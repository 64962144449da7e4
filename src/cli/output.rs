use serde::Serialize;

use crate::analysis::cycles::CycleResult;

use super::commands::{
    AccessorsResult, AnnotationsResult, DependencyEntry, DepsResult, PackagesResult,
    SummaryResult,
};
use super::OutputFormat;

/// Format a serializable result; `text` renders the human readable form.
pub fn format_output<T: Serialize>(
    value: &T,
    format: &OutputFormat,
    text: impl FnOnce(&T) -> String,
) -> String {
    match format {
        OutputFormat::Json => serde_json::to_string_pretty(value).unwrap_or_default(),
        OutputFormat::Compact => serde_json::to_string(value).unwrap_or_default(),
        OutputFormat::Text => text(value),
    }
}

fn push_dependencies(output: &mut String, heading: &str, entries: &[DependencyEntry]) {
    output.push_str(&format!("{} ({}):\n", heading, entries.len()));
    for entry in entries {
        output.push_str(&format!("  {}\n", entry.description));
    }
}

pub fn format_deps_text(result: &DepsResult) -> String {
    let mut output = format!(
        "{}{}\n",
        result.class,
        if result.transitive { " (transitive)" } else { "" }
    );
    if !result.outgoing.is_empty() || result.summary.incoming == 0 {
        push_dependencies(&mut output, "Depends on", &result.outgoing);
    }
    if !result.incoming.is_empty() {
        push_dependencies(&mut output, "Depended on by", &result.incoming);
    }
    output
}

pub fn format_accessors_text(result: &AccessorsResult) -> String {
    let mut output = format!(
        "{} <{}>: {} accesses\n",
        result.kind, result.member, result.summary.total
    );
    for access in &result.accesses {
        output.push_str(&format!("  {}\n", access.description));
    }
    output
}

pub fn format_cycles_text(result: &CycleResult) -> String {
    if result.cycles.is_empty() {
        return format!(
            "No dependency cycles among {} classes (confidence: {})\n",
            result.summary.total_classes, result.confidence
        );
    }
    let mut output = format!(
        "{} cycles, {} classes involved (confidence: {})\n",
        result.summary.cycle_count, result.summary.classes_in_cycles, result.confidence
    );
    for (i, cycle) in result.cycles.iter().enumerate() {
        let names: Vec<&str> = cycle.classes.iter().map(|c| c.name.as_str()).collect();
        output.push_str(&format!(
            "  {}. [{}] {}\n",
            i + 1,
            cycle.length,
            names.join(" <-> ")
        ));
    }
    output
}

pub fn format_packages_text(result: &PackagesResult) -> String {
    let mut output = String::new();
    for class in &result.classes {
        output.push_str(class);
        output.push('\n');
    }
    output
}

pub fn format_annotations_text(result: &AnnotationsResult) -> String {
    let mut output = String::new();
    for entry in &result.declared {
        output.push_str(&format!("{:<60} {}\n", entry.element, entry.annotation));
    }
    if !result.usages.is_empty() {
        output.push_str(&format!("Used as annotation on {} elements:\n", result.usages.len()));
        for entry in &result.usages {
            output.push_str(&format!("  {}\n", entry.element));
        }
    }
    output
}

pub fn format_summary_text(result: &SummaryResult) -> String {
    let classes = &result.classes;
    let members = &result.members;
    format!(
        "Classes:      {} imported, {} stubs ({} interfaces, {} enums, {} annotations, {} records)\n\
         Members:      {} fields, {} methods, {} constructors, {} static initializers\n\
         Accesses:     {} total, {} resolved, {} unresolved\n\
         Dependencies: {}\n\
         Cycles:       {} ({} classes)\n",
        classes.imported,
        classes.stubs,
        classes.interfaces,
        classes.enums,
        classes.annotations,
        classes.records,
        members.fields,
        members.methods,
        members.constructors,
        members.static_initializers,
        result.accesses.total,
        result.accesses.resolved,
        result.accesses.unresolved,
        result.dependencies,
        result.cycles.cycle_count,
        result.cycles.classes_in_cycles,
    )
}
════════
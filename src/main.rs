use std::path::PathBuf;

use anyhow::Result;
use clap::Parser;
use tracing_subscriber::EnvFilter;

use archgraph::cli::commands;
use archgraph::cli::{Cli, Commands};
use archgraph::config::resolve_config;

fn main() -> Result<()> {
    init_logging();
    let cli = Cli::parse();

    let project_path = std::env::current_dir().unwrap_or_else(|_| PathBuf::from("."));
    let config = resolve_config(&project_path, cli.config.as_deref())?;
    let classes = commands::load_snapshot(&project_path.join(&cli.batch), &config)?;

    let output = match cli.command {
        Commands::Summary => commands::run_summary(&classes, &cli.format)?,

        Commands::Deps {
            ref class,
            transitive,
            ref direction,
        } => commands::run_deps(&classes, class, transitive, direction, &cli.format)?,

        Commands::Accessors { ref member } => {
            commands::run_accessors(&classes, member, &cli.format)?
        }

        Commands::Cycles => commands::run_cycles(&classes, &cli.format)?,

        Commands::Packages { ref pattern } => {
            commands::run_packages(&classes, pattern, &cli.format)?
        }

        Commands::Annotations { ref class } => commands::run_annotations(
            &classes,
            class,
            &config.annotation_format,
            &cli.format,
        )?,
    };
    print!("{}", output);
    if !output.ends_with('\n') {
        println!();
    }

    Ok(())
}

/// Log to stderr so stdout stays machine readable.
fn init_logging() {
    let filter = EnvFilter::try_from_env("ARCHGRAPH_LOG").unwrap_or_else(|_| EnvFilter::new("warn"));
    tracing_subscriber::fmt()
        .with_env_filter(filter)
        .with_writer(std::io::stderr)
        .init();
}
════════
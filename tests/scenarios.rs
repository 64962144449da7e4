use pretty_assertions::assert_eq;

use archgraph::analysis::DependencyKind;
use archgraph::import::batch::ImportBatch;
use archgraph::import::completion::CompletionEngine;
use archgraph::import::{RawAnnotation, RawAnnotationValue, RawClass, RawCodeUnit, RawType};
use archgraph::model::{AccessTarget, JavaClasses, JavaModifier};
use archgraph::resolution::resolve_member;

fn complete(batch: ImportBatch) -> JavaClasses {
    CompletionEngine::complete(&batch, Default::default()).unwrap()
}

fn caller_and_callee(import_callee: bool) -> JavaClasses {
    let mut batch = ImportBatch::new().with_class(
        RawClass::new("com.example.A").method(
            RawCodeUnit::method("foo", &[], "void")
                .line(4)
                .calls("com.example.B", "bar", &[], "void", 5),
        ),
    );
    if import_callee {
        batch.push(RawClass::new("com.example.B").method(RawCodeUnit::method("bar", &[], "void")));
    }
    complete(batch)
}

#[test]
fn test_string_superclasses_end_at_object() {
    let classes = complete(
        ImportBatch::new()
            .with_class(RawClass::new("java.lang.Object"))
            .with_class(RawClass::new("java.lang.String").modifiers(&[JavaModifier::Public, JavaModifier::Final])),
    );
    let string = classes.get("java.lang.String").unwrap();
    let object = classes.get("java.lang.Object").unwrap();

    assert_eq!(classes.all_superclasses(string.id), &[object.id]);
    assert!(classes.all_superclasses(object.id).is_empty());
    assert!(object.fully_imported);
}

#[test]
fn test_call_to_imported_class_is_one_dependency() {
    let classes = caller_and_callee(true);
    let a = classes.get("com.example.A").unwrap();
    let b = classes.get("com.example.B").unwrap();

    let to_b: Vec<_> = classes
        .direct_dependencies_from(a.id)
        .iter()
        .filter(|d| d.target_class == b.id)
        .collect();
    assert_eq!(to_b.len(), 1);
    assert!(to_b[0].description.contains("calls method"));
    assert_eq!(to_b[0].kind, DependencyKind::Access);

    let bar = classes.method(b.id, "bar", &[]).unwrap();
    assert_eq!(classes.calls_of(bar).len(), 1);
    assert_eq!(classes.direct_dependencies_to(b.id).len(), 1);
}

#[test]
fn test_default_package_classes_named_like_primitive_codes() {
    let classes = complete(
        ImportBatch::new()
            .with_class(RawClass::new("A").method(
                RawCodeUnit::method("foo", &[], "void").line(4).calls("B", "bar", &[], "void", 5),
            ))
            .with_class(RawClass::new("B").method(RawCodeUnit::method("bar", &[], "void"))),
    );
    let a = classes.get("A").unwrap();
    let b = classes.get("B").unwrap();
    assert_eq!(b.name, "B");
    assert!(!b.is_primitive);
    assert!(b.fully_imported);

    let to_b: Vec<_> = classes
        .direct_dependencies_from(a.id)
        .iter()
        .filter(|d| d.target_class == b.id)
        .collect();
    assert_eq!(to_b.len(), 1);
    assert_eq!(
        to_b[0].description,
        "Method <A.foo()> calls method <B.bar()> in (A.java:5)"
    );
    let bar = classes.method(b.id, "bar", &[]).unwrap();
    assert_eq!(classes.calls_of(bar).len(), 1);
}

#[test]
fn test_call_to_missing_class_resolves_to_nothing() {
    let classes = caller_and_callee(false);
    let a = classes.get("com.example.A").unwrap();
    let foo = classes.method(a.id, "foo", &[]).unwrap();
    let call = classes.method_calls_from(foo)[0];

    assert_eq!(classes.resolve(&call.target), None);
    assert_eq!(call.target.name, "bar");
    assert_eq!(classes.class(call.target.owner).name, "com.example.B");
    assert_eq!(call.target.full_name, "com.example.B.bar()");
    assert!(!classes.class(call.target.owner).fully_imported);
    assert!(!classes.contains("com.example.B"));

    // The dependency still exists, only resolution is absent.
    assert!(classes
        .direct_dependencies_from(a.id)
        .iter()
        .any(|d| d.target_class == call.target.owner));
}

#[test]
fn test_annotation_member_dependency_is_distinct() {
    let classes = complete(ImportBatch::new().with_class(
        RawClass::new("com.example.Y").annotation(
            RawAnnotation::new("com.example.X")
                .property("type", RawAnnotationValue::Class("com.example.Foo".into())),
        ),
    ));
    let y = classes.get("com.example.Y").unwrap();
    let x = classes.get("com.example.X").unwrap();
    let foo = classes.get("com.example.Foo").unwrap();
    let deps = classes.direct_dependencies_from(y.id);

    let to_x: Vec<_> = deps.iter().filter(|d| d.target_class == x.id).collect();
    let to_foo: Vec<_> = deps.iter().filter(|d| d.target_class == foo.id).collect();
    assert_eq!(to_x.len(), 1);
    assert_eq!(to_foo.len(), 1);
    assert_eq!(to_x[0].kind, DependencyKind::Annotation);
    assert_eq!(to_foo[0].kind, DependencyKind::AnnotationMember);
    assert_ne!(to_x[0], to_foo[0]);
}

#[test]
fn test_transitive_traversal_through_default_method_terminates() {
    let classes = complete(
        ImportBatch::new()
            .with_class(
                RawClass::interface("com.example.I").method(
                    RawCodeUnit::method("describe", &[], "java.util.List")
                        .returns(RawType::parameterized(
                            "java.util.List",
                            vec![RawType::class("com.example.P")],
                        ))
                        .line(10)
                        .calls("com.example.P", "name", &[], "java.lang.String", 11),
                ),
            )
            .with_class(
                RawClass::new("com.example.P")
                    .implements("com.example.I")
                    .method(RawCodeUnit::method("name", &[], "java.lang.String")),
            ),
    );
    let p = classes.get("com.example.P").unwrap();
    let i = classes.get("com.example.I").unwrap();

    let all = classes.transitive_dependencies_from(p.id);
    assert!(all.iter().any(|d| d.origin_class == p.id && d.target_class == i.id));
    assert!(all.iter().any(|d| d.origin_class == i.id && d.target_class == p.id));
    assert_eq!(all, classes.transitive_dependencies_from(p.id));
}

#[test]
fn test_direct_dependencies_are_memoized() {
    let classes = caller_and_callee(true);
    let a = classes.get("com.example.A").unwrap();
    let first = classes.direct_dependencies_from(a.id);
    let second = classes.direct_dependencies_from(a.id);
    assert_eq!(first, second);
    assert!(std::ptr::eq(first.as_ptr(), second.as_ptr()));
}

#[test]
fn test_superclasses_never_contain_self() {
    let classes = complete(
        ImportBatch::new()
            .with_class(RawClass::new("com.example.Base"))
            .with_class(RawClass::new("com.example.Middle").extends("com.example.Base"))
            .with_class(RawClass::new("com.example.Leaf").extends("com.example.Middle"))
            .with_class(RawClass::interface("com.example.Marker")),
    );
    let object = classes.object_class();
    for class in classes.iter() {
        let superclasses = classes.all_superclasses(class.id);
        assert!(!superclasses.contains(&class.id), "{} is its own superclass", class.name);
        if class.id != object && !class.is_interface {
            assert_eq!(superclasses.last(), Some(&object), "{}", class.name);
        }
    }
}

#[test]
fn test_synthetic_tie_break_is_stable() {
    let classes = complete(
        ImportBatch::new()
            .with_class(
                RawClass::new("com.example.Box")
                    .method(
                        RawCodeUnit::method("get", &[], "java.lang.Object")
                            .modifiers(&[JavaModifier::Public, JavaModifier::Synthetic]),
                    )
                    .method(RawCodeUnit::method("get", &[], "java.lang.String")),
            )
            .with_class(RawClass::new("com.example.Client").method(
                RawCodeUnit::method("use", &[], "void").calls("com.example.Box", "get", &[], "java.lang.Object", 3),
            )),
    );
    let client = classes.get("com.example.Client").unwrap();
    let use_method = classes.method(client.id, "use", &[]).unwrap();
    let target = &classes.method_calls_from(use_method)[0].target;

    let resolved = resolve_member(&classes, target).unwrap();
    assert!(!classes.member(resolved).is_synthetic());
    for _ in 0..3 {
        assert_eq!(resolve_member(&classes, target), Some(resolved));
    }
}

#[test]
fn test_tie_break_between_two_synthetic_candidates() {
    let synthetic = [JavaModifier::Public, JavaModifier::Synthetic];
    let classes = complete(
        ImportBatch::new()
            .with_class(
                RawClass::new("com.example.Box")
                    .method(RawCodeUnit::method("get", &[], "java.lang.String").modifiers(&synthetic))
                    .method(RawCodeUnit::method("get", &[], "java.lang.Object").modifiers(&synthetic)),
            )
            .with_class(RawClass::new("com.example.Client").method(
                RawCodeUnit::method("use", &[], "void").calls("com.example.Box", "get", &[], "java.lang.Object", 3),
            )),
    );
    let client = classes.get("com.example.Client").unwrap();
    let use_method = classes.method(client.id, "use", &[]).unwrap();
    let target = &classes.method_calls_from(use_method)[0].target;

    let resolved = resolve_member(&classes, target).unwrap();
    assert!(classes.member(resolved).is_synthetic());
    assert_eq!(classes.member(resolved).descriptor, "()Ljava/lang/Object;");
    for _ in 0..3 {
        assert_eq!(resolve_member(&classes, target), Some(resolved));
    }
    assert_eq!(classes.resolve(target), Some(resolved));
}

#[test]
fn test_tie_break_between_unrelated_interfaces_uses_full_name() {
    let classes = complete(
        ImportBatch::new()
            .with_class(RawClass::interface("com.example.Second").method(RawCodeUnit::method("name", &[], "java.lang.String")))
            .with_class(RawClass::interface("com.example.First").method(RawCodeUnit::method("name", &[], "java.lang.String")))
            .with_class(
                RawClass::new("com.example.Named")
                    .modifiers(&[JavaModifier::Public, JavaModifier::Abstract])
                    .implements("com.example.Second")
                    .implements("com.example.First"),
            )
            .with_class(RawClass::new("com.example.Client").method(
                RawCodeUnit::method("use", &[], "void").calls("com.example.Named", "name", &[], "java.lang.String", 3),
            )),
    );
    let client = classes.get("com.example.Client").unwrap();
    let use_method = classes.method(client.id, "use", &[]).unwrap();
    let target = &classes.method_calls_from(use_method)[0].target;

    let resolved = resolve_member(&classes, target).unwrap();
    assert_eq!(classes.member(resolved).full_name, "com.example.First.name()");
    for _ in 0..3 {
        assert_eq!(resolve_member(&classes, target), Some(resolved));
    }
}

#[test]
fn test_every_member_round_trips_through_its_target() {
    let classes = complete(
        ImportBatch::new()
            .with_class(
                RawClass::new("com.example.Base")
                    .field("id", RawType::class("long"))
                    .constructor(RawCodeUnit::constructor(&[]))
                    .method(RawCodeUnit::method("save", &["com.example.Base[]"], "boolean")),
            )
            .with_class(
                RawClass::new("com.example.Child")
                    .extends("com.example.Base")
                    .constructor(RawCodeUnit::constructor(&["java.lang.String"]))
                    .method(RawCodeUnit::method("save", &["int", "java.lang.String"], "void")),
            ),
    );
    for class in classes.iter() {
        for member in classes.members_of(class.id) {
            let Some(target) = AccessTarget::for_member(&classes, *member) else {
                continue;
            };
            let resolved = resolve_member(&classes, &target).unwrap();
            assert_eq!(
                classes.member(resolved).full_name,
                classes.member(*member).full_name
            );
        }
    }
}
════════
_Brief_
Whenever the string "implements" turns up in a line above, copy that line out.

_Answer space_
                    .implements("com.example.I")
                    .implements("com.example.Second")
                    .implements("com.example.First"),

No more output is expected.